Title page for ETD etd-12182008-134215

Type of Document Dissertation
Author Gopalalkrishnan, Pradeep
URN etd-12182008-134215
Title Unsteady Aerodynamic and Aeroelastic Analysis of Flapping Flight
Degree PhD
Department Mechanical Engineering
Advisory Committee
Advisor Name Title
Tafti, Danesh K. Committee Chair
Ball, Kenneth S. Committee Member
Paul, Mark R. Committee Member
Sandu, Adrian Committee Member
Walters, Robert W. Committee Member
  • Aeroelastic analysis
  • Large Eddy Simulation
  • Flapping flight aerodynamics
  • Micro air vehicles
  • Boundary fitted moving grid
  • Hovering flight
  • Forward flight
  • Flexible flapping wing
Date of Defense 2008-12-08
Availability unrestricted
The unsteady aerodynamic and aeroelastic analysis of flapping flight under various kinematics and flow parameters is presented in this dissertation. The main motivation for this study arises from the challenges facing the development of micro air vehicles. Micro air vehicles by requirement are compact with dimensions less than 15-20 cm and flight speeds of around 10-15 m/s. These vehicles operate in low Reynolds number range of 10,000 to 100,000. At these low Reynolds numbers, the aerodynamic efficiency of conventional fixed airfoils significantly deteriorates. On the other hand, flapping flight employed by birds and insects whose flight regime coincides with that of micro air vehicles offers a viable alternate solution.

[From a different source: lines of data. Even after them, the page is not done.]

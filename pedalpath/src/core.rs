//! Core types shared by every decoder: the error taxonomy, decode options,
//! the closed component sum type and bill-of-materials dispatch.
//! Pure computation; nothing here touches the filesystem.

use serde::{Deserialize, Serialize};

use crate::advice::{build_notes, BuildNotes};
use crate::breadboard::{BreadboardLayout, FULL_830};
use crate::capacitor::{self, CapType, CapacitorSpec};
use crate::parser::value::{encode_tolerance_letter, parse_resistance};
use crate::parts::diode::{self, DiodeSpec};
use crate::parts::ic::{self, IcSpec};
use crate::parts::led::{self, LedSize, LedSpec};
use crate::resistor::{self, BandColor, ResistorSpec, STANDARD_TOLERANCES};

#[derive(Debug, Clone, PartialEq, thiserror::Error)]
pub enum CodecError {
    #[error("Expected 4 or 5 color bands, got {0}")]
    InvalidBandCount(usize),
    #[error("Invalid band color: {0}")]
    InvalidBandColor(String),
    #[error("Unrecognized marking: {0}")]
    MarkingParse(String),
    #[error("Tolerance {0}% is not a standard value")]
    ToleranceOutOfRange(f64),
    #[error("Value must be positive, got {0}")]
    ZeroOrNegativeValue(f64),
    #[error("Exactly one capacitance field must be given, got {0}")]
    MultipleValueSpecifiedForEncode(usize),
    #[error("Hole id out of range: {0}")]
    HoleIdOutOfRange(String),
    #[error("Cannot represent value: {0}")]
    Unrepresentable(String),
    #[error("Invalid LED size: {0}")]
    InvalidLedSize(String),
    #[error("Unknown breadboard layout: {0}")]
    UnknownLayout(String),
}

/// Defaults used when a BOM entry leaves something unspecified.
#[derive(Clone, Debug, PartialEq, Serialize, Deserialize)]
#[serde(default)]
pub struct DecodeOptions {
    pub resistor_tolerance: f64,
    pub capacitor_tolerance: f64,
    pub capacitor_voltage: Option<u32>,
    pub led_size: LedSize,
    pub layout: String,
}

impl Default for DecodeOptions {
    fn default() -> Self {
        Self {
            resistor_tolerance: 1.0,
            capacitor_tolerance: 10.0,
            capacitor_voltage: None,
            led_size: LedSize::FiveMm,
            layout: FULL_830.name.to_string(),
        }
    }
}

impl DecodeOptions {
    /// The configured breadboard.
    pub fn breadboard(&self) -> Result<&'static BreadboardLayout, CodecError> {
        BreadboardLayout::by_name(&self.layout)
            .ok_or_else(|| CodecError::UnknownLayout(self.layout.clone()))
    }

    /// Check every default can actually be applied; run after loading or
    /// overriding options.
    pub fn validate(&self) -> Result<(), CodecError> {
        if !STANDARD_TOLERANCES.contains(&self.resistor_tolerance) {
            return Err(CodecError::ToleranceOutOfRange(self.resistor_tolerance));
        }
        if encode_tolerance_letter(self.capacitor_tolerance).is_none() {
            return Err(CodecError::ToleranceOutOfRange(self.capacitor_tolerance));
        }
        if self.capacitor_voltage == Some(0) {
            return Err(CodecError::ZeroOrNegativeValue(0.0));
        }
        self.breadboard()?;
        Ok(())
    }
}

/// A decoded part. Closed over the kinds of component the build guide can draw.
#[derive(Debug, Clone, PartialEq, Serialize)]
#[serde(tag = "kind", rename_all = "snake_case")]
pub enum Component {
    Resistor(ResistorSpec),
    Capacitor(CapacitorSpec),
    Ic(IcSpec),
    Diode(DiodeSpec),
    Led(LedSpec),
}

#[derive(Debug, Clone, Copy, PartialEq, Eq, Serialize, Deserialize)]
#[serde(rename_all = "snake_case")]
pub enum ComponentKind {
    Resistor,
    Capacitor,
    Ic,
    Diode,
    Led,
}

impl Component {
    pub fn kind(&self) -> ComponentKind {
        match self {
            Component::Resistor(_) => ComponentKind::Resistor,
            Component::Capacitor(_) => ComponentKind::Capacitor,
            Component::Ic(_) => ComponentKind::Ic,
            Component::Diode(_) => ComponentKind::Diode,
            Component::Led(_) => ComponentKind::Led,
        }
    }

    /// Whether the part can be inserted the wrong way round.
    pub fn is_orientation_sensitive(&self) -> bool {
        match self {
            Component::Resistor(_) => false,
            Component::Capacitor(spec) => spec.polarized,
            Component::Ic(_) | Component::Diode(_) | Component::Led(_) => true,
        }
    }

    /// One-line description for a parts list.
    pub fn summary(&self) -> String {
        match self {
            Component::Resistor(spec) => spec.to_string(),
            Component::Capacitor(spec) => spec.to_string(),
            Component::Ic(spec) => format!("{} ({}-pin DIP)", spec.part_number, spec.pin_count),
            Component::Diode(spec) => format!("{} {} diode", spec.part_number, spec.diode_type),
            Component::Led(spec) => format!("{} {} LED", spec.size, spec.led_color),
        }
    }
}

/// One line of a bill of materials as the extraction step produces it.
#[derive(Debug, Clone, PartialEq, Serialize, Deserialize)]
pub struct BomEntry {
    pub reference: String,
    #[serde(default)]
    pub kind: String,
    pub value: String,
    #[serde(default)]
    pub description: String,
    #[serde(default = "default_quantity")]
    pub quantity: u32,
}

fn default_quantity() -> u32 {
    1
}

impl BomEntry {
    pub fn new(reference: &str, kind: &str, value: &str) -> Self {
        Self {
            reference: reference.to_string(),
            kind: kind.to_string(),
            value: value.to_string(),
            description: String::new(),
            quantity: 1,
        }
    }

    /// Which decoder this entry belongs to: the kind text wins over the
    /// reference-designator prefix.
    pub fn component_kind(&self) -> Option<ComponentKind> {
        let kind = self.kind.to_lowercase().replace('-', " ");
        if kind.contains("resistor") {
            return Some(ComponentKind::Resistor);
        }
        if kind.contains("capacitor") {
            return Some(ComponentKind::Capacitor);
        }
        if kind.contains("led") {
            return Some(ComponentKind::Led);
        }
        if kind.contains("diode") {
            return Some(ComponentKind::Diode);
        }
        if kind == "ic" || kind.contains("op amp") || kind.contains("integrated") {
            return Some(ComponentKind::Ic);
        }

        let prefix: String = self
            .reference
            .trim()
            .chars()
            .take_while(|c| c.is_ascii_alphabetic())
            .collect::<String>()
            .to_uppercase();
        match prefix.as_str() {
            "R" => Some(ComponentKind::Resistor),
            "C" => Some(ComponentKind::Capacitor),
            "U" | "IC" => Some(ComponentKind::Ic),
            "D" => Some(ComponentKind::Diode),
            "LED" => Some(ComponentKind::Led),
            _ => None,
        }
    }

    /// Physical capacitor type named in the kind or description, if any.
    fn capacitor_type_hint(&self) -> Option<CapType> {
        let text = format!("{} {}", self.kind, self.description).to_lowercase();
        if text.contains("tantalum") {
            Some(CapType::Tantalum)
        } else if text.contains("electrolytic") {
            Some(CapType::Electrolytic)
        } else if text.contains("ceramic") {
            Some(CapType::Ceramic)
        } else if text.contains("film") {
            Some(CapType::FilmBox)
        } else {
            None
        }
    }
}

/// Decode one BOM entry with the decoder its kind calls for.
pub fn decode_bom_entry(entry: &BomEntry, options: &DecodeOptions) -> Result<Component, CodecError> {
    let value = entry.value.trim();
    let kind = entry.component_kind().ok_or_else(|| {
        CodecError::MarkingParse(format!(
            "{}: no decoder for \"{}\"",
            entry.reference, entry.kind
        ))
    })?;

    match kind {
        ComponentKind::Resistor => {
            if let Some(bands) = split_color_bands(value) {
                return resistor::decode(&bands).map(Component::Resistor);
            }
            let ohms = parse_resistance(value)?;
            resistor::encode(ohms, options.resistor_tolerance).map(Component::Resistor)
        }
        ComponentKind::Capacitor => {
            let mut spec = match entry.capacitor_type_hint() {
                Some(forced) => capacitor::decode_with_type(value, forced)?,
                None => capacitor::decode(value)?,
            };
            if spec.tolerance_percent.is_none() {
                spec.tolerance_letter = encode_tolerance_letter(options.capacitor_tolerance);
                spec.tolerance_percent = spec.tolerance_letter.map(|_| options.capacitor_tolerance);
            }
            if spec.voltage_max.is_none() {
                spec.voltage_max = options.capacitor_voltage.map(f64::from);
            }
            Ok(Component::Capacitor(spec))
        }
        ComponentKind::Ic => Ok(Component::Ic(ic::lookup_ic(value))),
        ComponentKind::Diode => diode::lookup_diode(value).map(Component::Diode),
        ComponentKind::Led => led::lookup_led(value, options.led_size).map(Component::Led),
    }
}

/// "yellow violet black red brown" or "yellow/violet/..." as band tokens.
fn split_color_bands(value: &str) -> Option<Vec<&str>> {
    let tokens: Vec<&str> = value
        .split(|c: char| c.is_whitespace() || c == '/' || c == ',' || c == '-')
        .filter(|t| !t.is_empty())
        .collect();
    let all_colors = tokens.len() >= 3 && tokens.iter().all(|t| t.parse::<BandColor>().is_ok());
    all_colors.then_some(tokens)
}

/// Result of decoding a single BOM line.
#[derive(Debug, Clone, Serialize)]
pub struct BomLine {
    pub reference: String,
    pub quantity: u32,
    pub input: String,
    #[serde(skip_serializing_if = "Option::is_none")]
    pub component: Option<Component>,
    #[serde(skip_serializing_if = "Option::is_none")]
    pub error: Option<String>,
    #[serde(flatten)]
    pub notes: BuildNotes,
}

#[derive(Debug, Clone, Default, Serialize)]
pub struct BomStats {
    pub decoded: usize,
    pub failed: usize,
    pub orientation_sensitive: usize,
}

/// Decoded bill of materials with per-line outcomes.
#[derive(Debug, Clone, Serialize)]
pub struct BomReport {
    pub lines: Vec<BomLine>,
    pub stats: BomStats,
    /// Board the build guide is drawn on.
    #[serde(skip_serializing_if = "Option::is_none")]
    pub layout: Option<&'static str>,
}

impl BomReport {
    pub fn has_failures(&self) -> bool {
        self.stats.failed > 0
    }

    pub fn components(&self) -> impl Iterator<Item = &Component> {
        self.lines.iter().filter_map(|line| line.component.as_ref())
    }
}

/// Decode a whole bill of materials; failures are recorded per line and
/// never abort the remaining entries.
pub fn decode_bom(entries: &[BomEntry], options: &DecodeOptions) -> BomReport {
    if let Err(e) = options.validate() {
        tracing::warn!("Decoding BOM with invalid options: {}", e);
    }
    let mut stats = BomStats::default();
    let lines = entries
        .iter()
        .map(|entry| {
            let outcome = decode_bom_entry(entry, options);
            let (component, error, notes) = match outcome {
                Ok(component) => {
                    stats.decoded += 1;
                    if component.is_orientation_sensitive() {
                        stats.orientation_sensitive += 1;
                    }
                    let notes = build_notes(&component, &entry.description);
                    (Some(component), None, notes)
                }
                Err(e) => {
                    tracing::debug!("BOM line {} not decoded: {}", entry.reference, e);
                    stats.failed += 1;
                    (None, Some(e.to_string()), BuildNotes::default())
                }
            };
            BomLine {
                reference: entry.reference.clone(),
                quantity: entry.quantity,
                input: entry.value.clone(),
                component,
                error,
                notes,
            }
        })
        .collect();
    BomReport {
        lines,
        stats,
        layout: options.breadboard().ok().map(|layout| layout.name),
    }
}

For the analysis of flapping flight, a boundary fitted moving grid algorithm is implemented in a flow solver, GenIDLEST. The dynamic movement of the grid is achieved using a combination of spring analogy and trans-finite interpolation on displacements. The additional conservation equation of space required for moving grid is satisfied. The solver is validated with well known flow problems such as forced oscillation of a cylinder, a heaving airfoil, a moving indentation channel, and a hovering fruitfly.

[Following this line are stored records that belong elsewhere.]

//! Number formatting shared by the resistor and capacitor codecs.

/// Format `value` with at most `digits` significant digits, trimming
/// trailing zeros ("4.70" -> "4.7", "47.0" -> "47").
pub(crate) fn significant(value: f64, digits: i32) -> String {
    if value == 0.0 || !value.is_finite() {
        return "0".to_string();
    }
    let magnitude = value.abs().log10().floor() as i32;
    let decimals = (digits - 1 - magnitude).max(0) as usize;
    let text = format!("{:.*}", decimals, value);
    if text.contains('.') {
        text.trim_end_matches('0').trim_end_matches('.').to_string()
    } else {
        text
    }
}

/// Relative difference between two magnitudes, safe for tiny denominators.
pub(crate) fn relative_error(actual: f64, expected: f64) -> f64 {
    (actual - expected).abs() / expected.abs().max(1e-12)
}

/// `significand * 10^exponent` computed without the rounding noise of
/// multiplying by an inexact negative power of ten.
pub(crate) fn scale_by_decade(significand: f64, exponent: i32) -> f64 {
    if exponent >= 0 {
        significand * 10f64.powi(exponent)
    } else {
        significand / 10f64.powi(-exponent)
    }
}
//! Capacitor marking grammars.
//!
//! The four notations printed on capacitors overlap ("100" is a valid
//! EIA code, "100u" a valid alphanumeric value, "100u 16V" an electrolytic
//! rating), so recognition is an ordered table of independent matchers.
//! The first grammar in [`MarkingGrammar::PRIORITY`] that accepts the whole
//! string wins.

use serde::Serialize;

use crate::parser::scanner::Scanner;
use crate::parser::value::{tolerance_for_letter, voltage_for_code};

/// One capacitor marking notation.
#[derive(Debug, Clone, Copy, PartialEq, Eq, Hash, Serialize)]
#[serde(rename_all = "snake_case")]
pub enum MarkingGrammar {
    /// Direct value plus rated voltage: "47uF 25V", "100uF/16V".
    Electrolytic,
    /// Unit letter as decimal point: "4n7", "2u2", "1n5K100".
    RDecimal,
    /// Value followed by a unit: "47n", "0.1uF", "10nJ63".
    AlphaSuffix,
    /// Three digits, two significant plus an exponent: "473", "2A104J".
    Eia,
}

/// Fields extracted by a grammar, before classification.
#[derive(Debug, Clone, PartialEq)]
pub struct RawMarking {
    pub grammar: MarkingGrammar,
    pub picofarads: f64,
    pub tolerance_letter: Option<char>,
    pub tolerance_percent: Option<f64>,
    pub voltage: Option<f64>,
}

impl MarkingGrammar {
    /// Recognition order; most specific first.
    pub const PRIORITY: [MarkingGrammar; 4] = [
        MarkingGrammar::Electrolytic,
        MarkingGrammar::RDecimal,
        MarkingGrammar::AlphaSuffix,
        MarkingGrammar::Eia,
    ];

    /// Run this grammar alone against an already-trimmed marking.
    pub fn try_match(self, marking: &str) -> Option<RawMarking> {
        match self {
            MarkingGrammar::Electrolytic => match_electrolytic(marking),
            MarkingGrammar::RDecimal => match_r_decimal(marking),
            MarkingGrammar::AlphaSuffix => match_alpha_suffix(marking),
            MarkingGrammar::Eia => match_eia(marking),
        }
    }

    pub fn name(self) -> &'static str {
        match self {
            MarkingGrammar::Electrolytic => "electrolytic",
            MarkingGrammar::RDecimal => "r-decimal",
            MarkingGrammar::AlphaSuffix => "alphanumeric",
            MarkingGrammar::Eia => "eia",
        }
    }
}

/// Apply every grammar in priority order and return the first match.
pub fn recognize(marking: &str) -> Option<RawMarking> {
    MarkingGrammar::PRIORITY
        .iter()
        .find_map(|grammar| grammar.try_match(marking))
}

fn unit_scale(ch: char) -> Option<f64> {
    match ch {
        'p' | 'P' => Some(1.0),
        'n' | 'N' => Some(1e3),
        'u' | 'U' | 'µ' | 'μ' => Some(1e6),
        _ => None,
    }
}

/// Unit letter with an optional trailing "F".
fn unit(scanner: &mut Scanner) -> Option<f64> {
    let scale = unit_scale(scanner.peek()?)?;
    scanner.bump();
    scanner.eat_if(|c| c == 'f' || c == 'F');
    Some(scale)
}

/// Optional tolerance letter, optional 2-4 voltage digits, then end of input.
fn tolerance_and_voltage(scanner: &mut Scanner) -> Option<(Option<char>, Option<f64>)> {
    scanner.skip_whitespace();
    let letter = match scanner.peek() {
        Some(ch) if ch.is_ascii_alphabetic() => {
            tolerance_for_letter(ch)?;
            scanner.bump();
            Some(ch.to_ascii_uppercase())
        }
        _ => None,
    };
    scanner.skip_whitespace();
    let voltage = match scanner.digits() {
        Some(digits) if (2..=4).contains(&digits.len()) => Some(digits.parse::<f64>().ok()?),
        Some(_) => return None,
        None => None,
    };
    scanner.skip_whitespace();
    scanner.is_at_end().then_some((letter, voltage))
}

fn raw(
    grammar: MarkingGrammar,
    picofarads: f64,
    tolerance_letter: Option<char>,
    voltage: Option<f64>,
) -> RawMarking {
    RawMarking {
        grammar,
        picofarads,
        tolerance_letter,
        tolerance_percent: tolerance_letter.and_then(tolerance_for_letter),
        voltage,
    }
}

fn match_electrolytic(marking: &str) -> Option<RawMarking> {
    let mut scanner = Scanner::new(marking);
    let value = scanner.decimal()?;
    scanner.skip_whitespace();
    let scale = unit(&mut scanner)?;
    scanner.skip_whitespace();
    scanner.eat_if(|c| c == '/' || c == ',');
    scanner.skip_whitespace();
    let voltage = scanner.decimal()?;
    scanner.skip_whitespace();
    scanner.eat_if(|c| c == 'v' || c == 'V')?;
    scanner.skip_whitespace();
    if !scanner.is_at_end() {
        return None;
    }
    Some(raw(MarkingGrammar::Electrolytic, value * scale, None, Some(voltage)))
}

fn match_r_decimal(marking: &str) -> Option<RawMarking> {
    let mut scanner = Scanner::new(marking);
    let whole = scanner.digits()?;
    let scale = unit_scale(scanner.bump()?)?;
    let frac = scanner.digits()?;
    let value: f64 = format!("{}.{}", whole, frac).parse().ok()?;
    let (letter, voltage) = tolerance_and_voltage(&mut scanner)?;
    Some(raw(MarkingGrammar::RDecimal, value * scale, letter, voltage))
}

fn match_alpha_suffix(marking: &str) -> Option<RawMarking> {
    let mut scanner = Scanner::new(marking);
    let value = scanner.decimal()?;
    scanner.skip_whitespace();
    let scale = unit(&mut scanner)?;
    let (letter, voltage) = tolerance_and_voltage(&mut scanner)?;
    Some(raw(MarkingGrammar::AlphaSuffix, value * scale, letter, voltage))
}

fn match_eia(marking: &str) -> Option<RawMarking> {
    let mut scanner = Scanner::new(marking);

    // optional IEC voltage prefix, as in "2A104J"
    let mut prefix_voltage = None;
    if let (Some(d), Some(l)) = (scanner.peek(), scanner.peek_at(1)) {
        if d.is_ascii_digit() && l.is_ascii_alphabetic() {
            let code: String = [d, l].iter().collect();
            prefix_voltage = Some(f64::from(voltage_for_code(&code)?));
            scanner.bump();
            scanner.bump();
            scanner.skip_whitespace();
        }
    }

    let mut code = [0u32; 3];
    for slot in code.iter_mut() {
        *slot = scanner.eat_if(|c| c.is_ascii_digit())?.to_digit(10)?;
    }
    let significand = f64::from(code[0] * 10 + code[1]);
    let picofarads = match code[2] {
        8 => significand / 100.0,
        9 => significand / 10.0,
        exp => significand * 10f64.powi(exp as i32),
    };

    let (letter, suffix_voltage) = tolerance_and_voltage(&mut scanner)?;
    let voltage = match (prefix_voltage, suffix_voltage) {
        (Some(_), Some(_)) => return None,
        (prefix, suffix) => prefix.or(suffix),
    };
    Some(raw(MarkingGrammar::Eia, picofarads, letter, voltage))
}

#[cfg(test)]
mod tests {
    use super::*;

    fn approx(a: f64, b: f64) -> bool {
        (a - b).abs() / b.abs().max(1e-12) < 1e-6
    }

    #[test]
    fn test_priority_order() {
        assert_eq!(
            MarkingGrammar::PRIORITY,
            [
                MarkingGrammar::Electrolytic,
                MarkingGrammar::RDecimal,
                MarkingGrammar::AlphaSuffix,
                MarkingGrammar::Eia,
            ]
        );
    }

    #[test]
    fn test_electrolytic_grammar_alone() {
        let m = MarkingGrammar::Electrolytic.try_match("100uF/16V").unwrap();
        assert!(approx(m.picofarads, 100e6));
        assert_eq!(m.voltage, Some(16.0));

        let m = MarkingGrammar::Electrolytic.try_match("10µF 6.3V").unwrap();
        assert_eq!(m.voltage, Some(6.3));

        assert!(MarkingGrammar::Electrolytic.try_match("100uF").is_none());
        assert!(MarkingGrammar::Electrolytic.try_match("473").is_none());
    }

    #[test]
    fn test_r_decimal_grammar_alone() {
        let m = MarkingGrammar::RDecimal.try_match("1n5K100").unwrap();
        assert!(approx(m.picofarads, 1500.0));
        assert_eq!(m.tolerance_letter, Some('K'));
        assert_eq!(m.voltage, Some(100.0));

        assert!(MarkingGrammar::RDecimal.try_match("47n").is_none());
        assert!(MarkingGrammar::RDecimal.try_match("0.47n").is_none());
    }

    #[test]
    fn test_alpha_grammar_alone() {
        let m = MarkingGrammar::AlphaSuffix.try_match("10nJ63").unwrap();
        assert!(approx(m.picofarads, 10_000.0));
        assert_eq!(m.tolerance_percent, Some(5.0));
        assert_eq!(m.voltage, Some(63.0));

        let m = MarkingGrammar::AlphaSuffix.try_match("0.047uF K 100").unwrap();
        assert!(approx(m.picofarads, 47_000.0));
        assert_eq!(m.tolerance_letter, Some('K'));

        // the R-decimal form is also a valid alpha prefix, but not a full match
        assert!(MarkingGrammar::AlphaSuffix.try_match("4n7").is_none());
    }

    #[test]
    fn test_eia_grammar_alone() {
        let m = MarkingGrammar::Eia.try_match("473J250").unwrap();
        assert!(approx(m.picofarads, 47_000.0));
        assert_eq!(m.tolerance_percent, Some(5.0));
        assert_eq!(m.voltage, Some(250.0));

        let m = MarkingGrammar::Eia.try_match("479").unwrap();
        assert!(approx(m.picofarads, 4.7));
        let m = MarkingGrammar::Eia.try_match("478").unwrap();
        assert!(approx(m.picofarads, 0.47));

        assert!(MarkingGrammar::Eia.try_match("4700").is_none());
        assert!(MarkingGrammar::Eia.try_match("47").is_none());
    }

    #[test]
    fn test_eia_voltage_prefix() {
        let m = MarkingGrammar::Eia.try_match("2A104J").unwrap();
        assert!(approx(m.picofarads, 100_000.0));
        assert_eq!(m.voltage, Some(100.0));
        assert_eq!(m.tolerance_letter, Some('J'));

        assert!(MarkingGrammar::Eia.try_match("9Q104").is_none());
        assert!(MarkingGrammar::Eia.try_match("2A104J100").is_none());
    }

    #[test]
    fn test_unknown_tolerance_letter_rejected() {
        assert!(MarkingGrammar::Eia.try_match("473A").is_none());
        assert!(MarkingGrammar::AlphaSuffix.try_match("47nQ").is_none());
    }

    #[test]
    fn test_recognize_first_match_wins() {
        assert_eq!(recognize("100u 16V").unwrap().grammar, MarkingGrammar::Electrolytic);
        assert_eq!(recognize("100u").unwrap().grammar, MarkingGrammar::AlphaSuffix);
        assert_eq!(recognize("100").unwrap().grammar, MarkingGrammar::Eia);
        assert_eq!(recognize("4n7").unwrap().grammar, MarkingGrammar::RDecimal);
        assert!(recognize("XYZZY").is_none());
    }
}
//! Small shared grammars: tolerance letters, IEC voltage codes and BOM
//! resistance strings.

use crate::core::CodecError;
use crate::parser::scanner::Scanner;

/// Capacitor tolerance letters and the percentage they stand for.
/// `Z` is the asymmetric +80/-20 % code; its upper bound is reported.
const TOLERANCE_LETTERS: [(char, f64); 9] = [
    ('B', 0.1),
    ('C', 0.25),
    ('D', 0.5),
    ('F', 1.0),
    ('G', 2.0),
    ('J', 5.0),
    ('K', 10.0),
    ('M', 20.0),
    ('Z', 80.0),
];

/// Letters an encoder is allowed to emit.
const ENCODABLE_LETTERS: [char; 5] = ['F', 'G', 'J', 'K', 'M'];

/// IEC 60062 voltage codes found on small film and ceramic parts.
const VOLTAGE_CODES: [(&str, u32); 25] = [
    ("0G", 4),
    ("0L", 5),
    ("0J", 6),
    ("1A", 10),
    ("1B", 12),
    ("1C", 16),
    ("1E", 25),
    ("1H", 50),
    ("1J", 63),
    ("1K", 80),
    ("2A", 100),
    ("2B", 125),
    ("2C", 160),
    ("2D", 200),
    ("2E", 250),
    ("2F", 315),
    ("2G", 400),
    ("2H", 500),
    ("2J", 630),
    ("2K", 800),
    ("3A", 1000),
    ("3B", 1250),
    ("3C", 1600),
    ("3D", 2000),
    ("3E", 2500),
];

/// Percentage for a tolerance letter (case-insensitive).
pub fn tolerance_for_letter(letter: char) -> Option<f64> {
    let upper = letter.to_ascii_uppercase();
    TOLERANCE_LETTERS
        .iter()
        .find(|(l, _)| *l == upper)
        .map(|(_, pct)| *pct)
}

/// Letter for a tolerance an encoder may emit (F, G, J, K, M).
pub fn encode_tolerance_letter(percent: f64) -> Option<char> {
    TOLERANCE_LETTERS
        .iter()
        .filter(|(l, _)| ENCODABLE_LETTERS.contains(l))
        .find(|(_, pct)| (pct - percent).abs() < 1e-9)
        .map(|(l, _)| *l)
}

/// Voltage for an IEC code such as "2A" (case-insensitive).
pub fn voltage_for_code(code: &str) -> Option<u32> {
    let upper = code.to_ascii_uppercase();
    VOLTAGE_CODES
        .iter()
        .find(|(c, _)| *c == upper)
        .map(|(_, v)| *v)
}

/// IEC code for a rated voltage, if one exists.
pub fn code_for_voltage(volts: u32) -> Option<&'static str> {
    VOLTAGE_CODES
        .iter()
        .find(|(_, v)| *v == volts)
        .map(|(c, _)| *c)
}

/// Parse a resistance as written in a bill of materials.
///
/// Accepts plain numbers ("470"), SI suffixes ("47k", "2.2M"), R-notation
/// where the suffix is the decimal point ("4k7", "4R7", "1M5") and trailing
/// ohm markers ("47kΩ", "560 ohms").
pub fn parse_resistance(text: &str) -> Result<f64, CodecError> {
    let fail = || CodecError::MarkingParse(format!("\"{}\" is not a resistance", text.trim()));

    let mut cleaned = text.trim().to_string();
    for marker in ["\u{2126}", "\u{3A9}", "ohms", "Ohms", "OHMS", "ohm", "Ohm", "OHM"] {
        if let Some(stripped) = cleaned.strip_suffix(marker) {
            cleaned = stripped.trim_end().to_string();
            break;
        }
    }

    let mut scanner = Scanner::new(&cleaned);
    let whole = scanner.decimal().ok_or_else(fail)?;
    scanner.skip_whitespace();

    let value = match scanner.bump() {
        None => whole,
        Some(suffix) => {
            let multiplier = match suffix {
                'R' | 'r' => 1.0,
                'K' | 'k' => 1e3,
                'M' | 'm' => 1e6,
                'G' | 'g' => 1e9,
                _ => return Err(fail()),
            };
            match scanner.digits() {
                // "4k7": the suffix replaced the decimal point
                Some(frac) if !cleaned.contains('.') => {
                    let joined: f64 = format!("{}.{}", whole, frac).parse().map_err(|_| fail())?;
                    joined * multiplier
                }
                Some(_) => return Err(fail()),
                None => whole * multiplier,
            }
        }
    };

    if !scanner.is_at_end() {
        return Err(fail());
    }
    if value <= 0.0 {
        return Err(CodecError::ZeroOrNegativeValue(value));
    }
    Ok(value)
}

The performance of flapping flight is analyzed using Large Eddy Simulation (LES) for a wide range of Reynolds numbers and under various kinematic parameters. A spiral Leading Edge Vortex (LEV) forms during the downstroke due to the high angle of attack, which results in high force production. A strong spanwise flow of the order of the flapping velocity is observed along the core of the LEV. In addition, the formation of a negative spanwise flow is observed due to the tip vortex, which slows down the removal of vorticity from the LEV. This leads to the instability of the LEV at around mid-downstroke. Analysis with different rotation kinematics shows that a continuous rotation results in better propulsive efficiency as it generates thrust during the entire flapping cycle. Analysis with different angles of attack shows that a moderate angle of attack which results in complete shedding of the LEV offers high propulsive efficiency. The analysis of flapping flight at Reynolds numbers ranging from 100 to 100,000 shows that higher lift and thrust values are obtained for Re?100. The critical reasons are that at higher Reynolds numbers, the LEV is closer to the surface and as it sheds and convects it covers most of the upper surface. However, the Reynolds number has no or little effect on the lift and thrust as identical values are obtained for Re=10,000 and 100,000. The analysis with different tip shapes shows that tip shapes do not have a significant effect on the performance. Introduction of stroke deviation to kinematics leads to drop in average lift as wing interacts with the LEV shed during the downstroke.

A linear elastic membrane model with applied aerodynamic load is developed for aeroelastic analysis. Analysis with different wing stiffnesses shows that the membrane wing outperforms the rigid wing in terms of lift, thrust and propulsive efficiency. The main reason for the increase in force production is attributed to the gliding of the LEV along the camber, which results in a high pressure difference across the surface. In addition, a high stiffness along the spanwise direction and low stiffness along the chordwise direction results in a uniform camber and high lift and thrust production.